Обычно я начинал с буквы «а»: актер. Но актером даже в какой-нибудь худенькой школьной самодеятельности я никогда не был, не интересовался. Я пропускал «б», «в», «г», а декламатором я тоже не был, прочесть стихотворение Пушкина, или Лермонтова, или Маяковского — это на уроках литературы было для меня не только испытанием, но даже бедствием. В то время, когда мальчишки и девчонки нашего класса спорили о том, кто из поэтов лучше, я прикидывал, кто из них хуже, то есть кого особенно трудно прочесть вслух. Самым плохим получался Владимир Маяковский.
Буква «ж» — журналист. На этом пункте я задумывался. Журналистика сама по себе, конечно, меня привлекала, тем более что к тому времени я уже напечатал три корреспонденции в областной газете: о зимовке скота в Кузнецовском районе, о проекте строительства швейной фабрики, о чемпионе Олимпийских или других каких-то игр по прыжкам в воду (поскольку родом он был из нашего города и даже приезжал к нам, чтобы навестить своих родителей). Итак, журналистика немного, но все-таки что-то мне обещала. Она давала повод, и, может быть, я бы крепко поверил журналистике, но меня смутили два полковника.
Когда я ходил в кассу издательства, чтобы получить гонорар за свои корреспонденции (а я почему-то много-много раз туда ходил), я встречал там двух полковников в отставке с большими серыми альбомами серого картона, с корочками под кожу и с тиснениями. В эти альбомы очень аккуратно полковники вклеивали вырезки из газет, авторами которых они были. В очереди в кассу полковники всегда были первыми, но гонорар получали последними, они не торопились, они усаживались за журнальный столик рядом с очередью, обязательно слева от нее и, медленно листая свои альбомы, громко рассказывали друг другу, где и когда они напечатались, где и сколько каждый из них получил гонорара, и что в общих чертах предоставляет собою современная журналистика. И очередь замолкала, и заглядывала в полковничьи альбомы, и слушала их внимательно и как бы даже подавленно — альбомы были толстыми, а разговоры полковников поучительными. Для меня эти разговоры были первой школой журналистики, и в этой школе я узнал, что в газеты нет смысла посылать материалы просто так, на редакцию, это все равно что посылать на деревню дедушке, а надо иметь в редакции надежные знакомства как минимум на уровне заведующего отделом. Узнал я также, что писать надо короткой фразой, а положительного героя нынче писать по образцу Тургенева ни в коем случае нельзя, что нынче в журналистике нет ни Михаила Кольцова, ни Константина Симонова, а есть одни только посредственности, которые никому не дают ходу. Даже им, полковникам в отставке, совершенно невозможно пробиться в центральную печать, что же говорить о молодежи?!

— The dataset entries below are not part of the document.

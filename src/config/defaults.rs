//! Default values for configuration options.
//!
//! Centralized constants to avoid magic numbers scattered across the codebase.

use std::path::PathBuf;

/// Default request timeout in seconds.
pub const TIMEOUT_SECS: u64 = 30;

/// Default config file name written by `init`.
pub const CONFIG_FILE_NAME: &str = "bitpapa-pay.toml";

/// Directory under the platform config dir holding the default config file.
pub const CONFIG_DIR_NAME: &str = "bitpapa-pay";

/// Default config file location: `<config dir>/bitpapa-pay/config.toml`.
///
/// `None` on platforms without a config directory.
#[must_use]
pub fn config_path() -> Option<PathBuf> {
    dirs::config_dir().map(|dir| dir.join(CONFIG_DIR_NAME).join("config.toml"))
}
//! Tests for CLI vs TOML precedence rules.

use std::time::Duration;

use super::*;

mod cli_precedence {
    use super::*;

    #[test]
    fn cli_token_overrides_toml() {
        let cli = cli(&["--token", "from-cli", "transactions"]);
        let toml = toml(
            r#"
            [api]
            access_token = "from-file"
        "#,
        );

        let config = ValidatedConfig::from_raw(&cli, Some(&toml)).unwrap();

        assert_eq!(config.client.access_token.unwrap().expose(), "from-cli");
    }

    #[test]
    fn cli_base_url_overrides_toml() {
        let cli = cli(&["--base-url", "https://cli.bitpapa.test", "rates"]);
        let toml = toml(
            r#"
            [api]
            base_url = "https://toml.bitpapa.test"
        "#,
        );

        let config = ValidatedConfig::from_raw(&cli, Some(&toml)).unwrap();

        assert_eq!(config.client.base_url.as_str(), "https://cli.bitpapa.test/");
    }

    #[test]
    fn cli_timeout_overrides_toml() {
        let cli = cli(&["--timeout", "5", "rates"]);
        let toml = toml(
            r"
            [api]
            timeout = 60
        ",
        );

        let config = ValidatedConfig::from_raw(&cli, Some(&toml)).unwrap();

        assert_eq!(config.client.timeout, Duration::from_secs(5));
    }

    #[test]
    fn cli_user_agent_overrides_toml() {
        let cli = cli(&["--user-agent", "cli/1.0", "rates"]);
        let toml = toml(
            r#"
            [api]
            user_agent = "toml/1.0"
        "#,
        );

        let config = ValidatedConfig::from_raw(&cli, Some(&toml)).unwrap();

        assert_eq!(config.client.user_agent, "cli/1.0");
    }
}

mod toml_fallback {
    use super::*;

    #[test]
    fn toml_values_used_when_cli_silent() {
        let cli = cli(&["invoices"]);
        let toml = toml(
            r#"
            [api]
            base_url = "https://toml.bitpapa.test"
            access_token = "from-file"
            user_agent = "toml/1.0"
            timeout = 12
        "#,
        );

        let config = ValidatedConfig::from_raw(&cli, Some(&toml)).unwrap();

        assert_eq!(config.client.base_url.as_str(), "https://toml.bitpapa.test/");
        assert_eq!(config.client.access_token.unwrap().expose(), "from-file");
        assert_eq!(config.client.user_agent, "toml/1.0");
        assert_eq!(config.client.timeout, Duration::from_secs(12));
    }
}

mod defaults {
    use super::*;
    use crate::client::DEFAULT_USER_AGENT;

    #[test]
    fn defaults_apply_without_any_source() {
        let cli = cli(&["rates"]);

        let config = ValidatedConfig::from_raw(&cli, None).unwrap();

        assert_eq!(config.client.base_url.as_str(), "https://bitpapa.com/");
        assert_eq!(config.client.timeout, Duration::from_secs(30));
        assert_eq!(config.client.user_agent, DEFAULT_USER_AGENT);
        assert!(config.client.access_token.is_none());
        assert!(!config.verbose);
    }

    #[test]
    fn command_and_verbosity_carried_through() {
        let cli = cli(&["-v", "rates"]);

        let config = ValidatedConfig::from_raw(&cli, None).unwrap();

        assert_eq!(config.command, crate::config::Command::Rates);
        assert!(config.verbose);
    }
}
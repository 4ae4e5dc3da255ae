//! Recording transport for unit tests.

use std::sync::Mutex;
use std::sync::atomic::{AtomicUsize, Ordering};

use super::{HttpClient, HttpError, HttpRequest, HttpResponse};

/// Mock transport that returns a configurable sequence of responses and
/// records every request it receives.
#[derive(Debug)]
pub struct MockClient {
    responses: Mutex<Vec<Result<HttpResponse, HttpError>>>,
    requests: Mutex<Vec<HttpRequest>>,
    call_count: AtomicUsize,
}

impl MockClient {
    pub fn new(responses: Vec<Result<HttpResponse, HttpError>>) -> Self {
        Self {
            responses: Mutex::new(responses),
            requests: Mutex::new(Vec::new()),
            call_count: AtomicUsize::new(0),
        }
    }

    /// A single 200 response with `body` as JSON.
    pub fn ok(body: serde_json::Value) -> Self {
        Self::json(http::StatusCode::OK, body)
    }

    /// A single response with the given status and JSON body.
    pub fn json(status: http::StatusCode, body: serde_json::Value) -> Self {
        Self::new(vec![Ok(HttpResponse::json(status, &body))])
    }

    /// A single response with a raw body.
    pub fn raw(status: http::StatusCode, body: &[u8]) -> Self {
        Self::new(vec![Ok(HttpResponse::new(
            status,
            http::HeaderMap::new(),
            body.to_vec(),
        ))])
    }

    /// A single transport failure.
    pub fn failing(error: HttpError) -> Self {
        Self::new(vec![Err(error)])
    }

    pub fn calls(&self) -> usize {
        self.call_count.load(Ordering::SeqCst)
    }

    pub fn captured_requests(&self) -> Vec<HttpRequest> {
        self.requests.lock().unwrap().clone()
    }

    pub fn last_request(&self) -> HttpRequest {
        self.captured_requests()
            .pop()
            .expect("no request was sent")
    }

    /// Body of the last request decoded as JSON.
    pub fn last_body(&self) -> serde_json::Value {
        let body = self.last_request().body.expect("request has no body");
        serde_json::from_slice(&body).unwrap()
    }
}

impl HttpClient for MockClient {
    async fn request(&self, req: HttpRequest) -> Result<HttpResponse, HttpError> {
        self.call_count.fetch_add(1, Ordering::SeqCst);
        self.requests.lock().unwrap().push(req);
        self.responses.lock().unwrap().remove(0)
    }
}
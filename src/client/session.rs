//! The single shared session of a client.

use std::fmt;
use std::sync::{Arc, PoisonError, RwLock};

use http::HeaderMap;
use url::Url;

use crate::error::{Error, Result};

use super::headers::HeaderProvider;

/// Reusable connection context: transport, API origin and the header set
/// captured when the session was created.
///
/// Immutable after creation and shared read-only by every in-flight call.
pub struct ClientSession<H> {
    transport: H,
    base_url: Url,
    headers: HeaderMap,
}

impl<H> ClientSession<H> {
    fn new(transport: H, base_url: Url, headers: HeaderMap) -> Self {
        Self {
            transport,
            base_url,
            headers,
        }
    }

    /// API origin endpoint paths are joined onto.
    #[must_use]
    pub const fn base_url(&self) -> &Url {
        &self.base_url
    }

    /// Headers sent with every request of this session.
    #[must_use]
    pub const fn headers(&self) -> &HeaderMap {
        &self.headers
    }

    pub(crate) const fn transport(&self) -> &H {
        &self.transport
    }

    /// Resolves `endpoint` against the base URL.
    pub(crate) fn endpoint_url(&self, endpoint: &str) -> Result<Url> {
        self.base_url
            .join(endpoint)
            .map_err(|e| Error::InvalidEndpoint {
                endpoint: endpoint.to_string(),
                reason: e.to_string(),
            })
    }
}

impl<H> fmt::Debug for ClientSession<H> {
    fn fmt(&self, f: &mut fmt::Formatter<'_>) -> fmt::Result {
        f.debug_struct("ClientSession")
            .field("base_url", &self.base_url.as_str())
            .field("headers", &self.headers)
            .finish_non_exhaustive()
    }
}

enum SessionState<H> {
    Open(Arc<ClientSession<H>>),
    Closed,
}

/// Owns the one session of a client.
///
/// The session is created eagerly in [`SessionManager::new`], so concurrent
/// first calls can never race to install two of them. Once
/// [`close`](Self::close)d it is never recreated: [`session`](Self::session)
/// fails with [`Error::SessionClosed`] and a new client must be built.
pub struct SessionManager<H> {
    state: RwLock<SessionState<H>>,
}

impl<H> SessionManager<H> {
    /// Creates the session, capturing the provider's headers now.
    #[must_use]
    pub fn new(transport: H, base_url: Url, headers: &HeaderProvider) -> Self {
        let session = ClientSession::new(transport, base_url, headers.headers());
        Self {
            state: RwLock::new(SessionState::Open(Arc::new(session))),
        }
    }

    /// Returns the shared session.
    ///
    /// # Errors
    ///
    /// Returns [`Error::SessionClosed`] after [`close`](Self::close).
    pub fn session(&self) -> Result<Arc<ClientSession<H>>> {
        match &*self.state.read().unwrap_or_else(PoisonError::into_inner) {
            SessionState::Open(session) => Ok(Arc::clone(session)),
            SessionState::Closed => Err(Error::SessionClosed),
        }
    }

    /// Releases the session. Returns `true` if a session was open.
    ///
    /// Calls already holding the session complete normally; its connection
    /// pool is freed when the last of them finishes. Closing twice is a no-op.
    pub fn close(&self) -> bool {
        let mut state = self.state.write().unwrap_or_else(PoisonError::into_inner);
        let previous = std::mem::replace(&mut *state, SessionState::Closed);
        drop(state);

        let was_open = matches!(previous, SessionState::Open(_));
        if was_open {
            tracing::debug!("Client session closed");
        }
        was_open
    }

    /// Returns true once [`close`](Self::close) has been called.
    #[must_use]
    pub fn is_closed(&self) -> bool {
        matches!(
            *self.state.read().unwrap_or_else(PoisonError::into_inner),
            SessionState::Closed
        )
    }
}

impl<H> fmt::Debug for SessionManager<H> {
    fn fmt(&self, f: &mut fmt::Formatter<'_>) -> fmt::Result {
        f.debug_struct("SessionManager")
            .field("closed", &self.is_closed())
            .finish()
    }
}
use std::env;
use thiserror::Error;

#[derive(Debug, Error, PartialEq, Eq)]
pub enum ConfigError {
    #[error("Invalid PORT value: {0}")]
    InvalidPort(String),

    #[error("Unknown STORE_BACKEND: {0} (expected \"mongo\" or \"memory\")")]
    UnknownBackend(String),
}

#[derive(Debug, Clone, Copy, PartialEq, Eq)]
pub enum StoreBackend {
    Mongo,
    Memory,
}

#[derive(Debug, Clone, PartialEq, Eq)]
pub struct MongoConfig {
    pub uri: String,
    pub database: String,
    pub app_name: String,
}

#[derive(Debug, Clone, PartialEq, Eq)]
pub struct AppConfig {
    pub host: String,
    pub port: u16,
    pub service_name: String,
    pub backend: StoreBackend,
    pub mongo: MongoConfig,
}

impl AppConfig {
    pub fn from_env() -> Result<Self, ConfigError> {
        Self::from_lookup(|key| env::var(key).ok())
    }

    /// Builds the configuration from an arbitrary key lookup, applying the
    /// same defaults as `from_env`.
    pub fn from_lookup<F>(lookup: F) -> Result<Self, ConfigError>
    where
        F: Fn(&str) -> Option<String>,
    {
        let get = |key: &str, default: &str| lookup(key).unwrap_or_else(|| default.to_string());

        let port = match lookup("PORT") {
            Some(raw) => raw.parse().map_err(|_| ConfigError::InvalidPort(raw))?,
            None => 8000,
        };

        let backend = match get("STORE_BACKEND", "mongo").to_ascii_lowercase().as_str() {
            "mongo" | "mongodb" => StoreBackend::Mongo,
            "memory" => StoreBackend::Memory,
            other => return Err(ConfigError::UnknownBackend(other.to_string())),
        };

        Ok(AppConfig {
            host: get("HOST", "localhost"),
            port,
            service_name: get("SERVICE_NAME", "mflix-api"),
            backend,
            mongo: MongoConfig {
                uri: get("MONGODB_URI", "mongodb://localhost:27017"),
                database: get("MONGODB_DATABASE", "sample_mflix"),
                app_name: get("MONGODB_APP_NAME", "mflix_api"),
            },
        })
    }
}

Когда однажды в выплатной день я пришел в кассу с таким же большим альбомом, какие были у полковников, они оба и в один и тот же момент обратили на этот факт самое серьезное внимание. Обратили и заговорили. Причем — только для меня и на меня не глядя. Помнится, в тот день я и без того был в очень плохом, просто ужасном настроении (по причинам семейного порядка), а тут еще полковники внушают мне, что начинать в журналистике — дело нынче совершенно безнадежное, что некоторые начинающие, едва опубликовав три плюгавые корреспонденции, тут же вклеивают их в шикарные альбомы (оказывается, полковники знали, сколько и каких корреспонденций у меня напечатано и вклеено в альбоме), что редакциям газет и журналов надо серьезнее относиться к вопросу подбора кадров своих внештатных сотрудников — многие внештатные в быту и в семье (они особенно подчеркивали — «в семье»!) позволяют себе поступки, которые роняют престиж советской печати в глазах трудящихся масс, что... Одним словом, я вдруг почувствовал, что нет у меня призвания к журналистике. Хоть убей — нет и нет! Ну, а если журналист выходил из меня никакой, что же говорить о букве «п» — писатель?
Так и следовал я до конца алфавита: «р» (разведчик), «с» (спортсмен), «х» (художник) — и терпел неудачу за неудачей. Ни одна буква алфавита ко мне и близко не подходила. Да я, наверное, и не мучал бы себя и отступился бы от этого занятия, но как раз в то время дело шло к окончательному разводу с моей первой супругой, и она днем и ночью меня пилила, ругала, упрекала (в бездарности). И мне не оставалось ничего другого, как из чувства протеста, из необходимости самоутверждения убеждать себя в собственной талантливости. Во всяком случае — искать талантливость в самом себе.
Если же я не мог обнаружить, в чем я все-таки талантлив, это меня не переубеждало. «Не все ли равно, в чем ты талантлив, если ты талантлив в принципе? — думал я. — Надо подождать один год, один день, и все встанет на свои места, и моя талантливость откроется мне! Таинственное станет очевидным!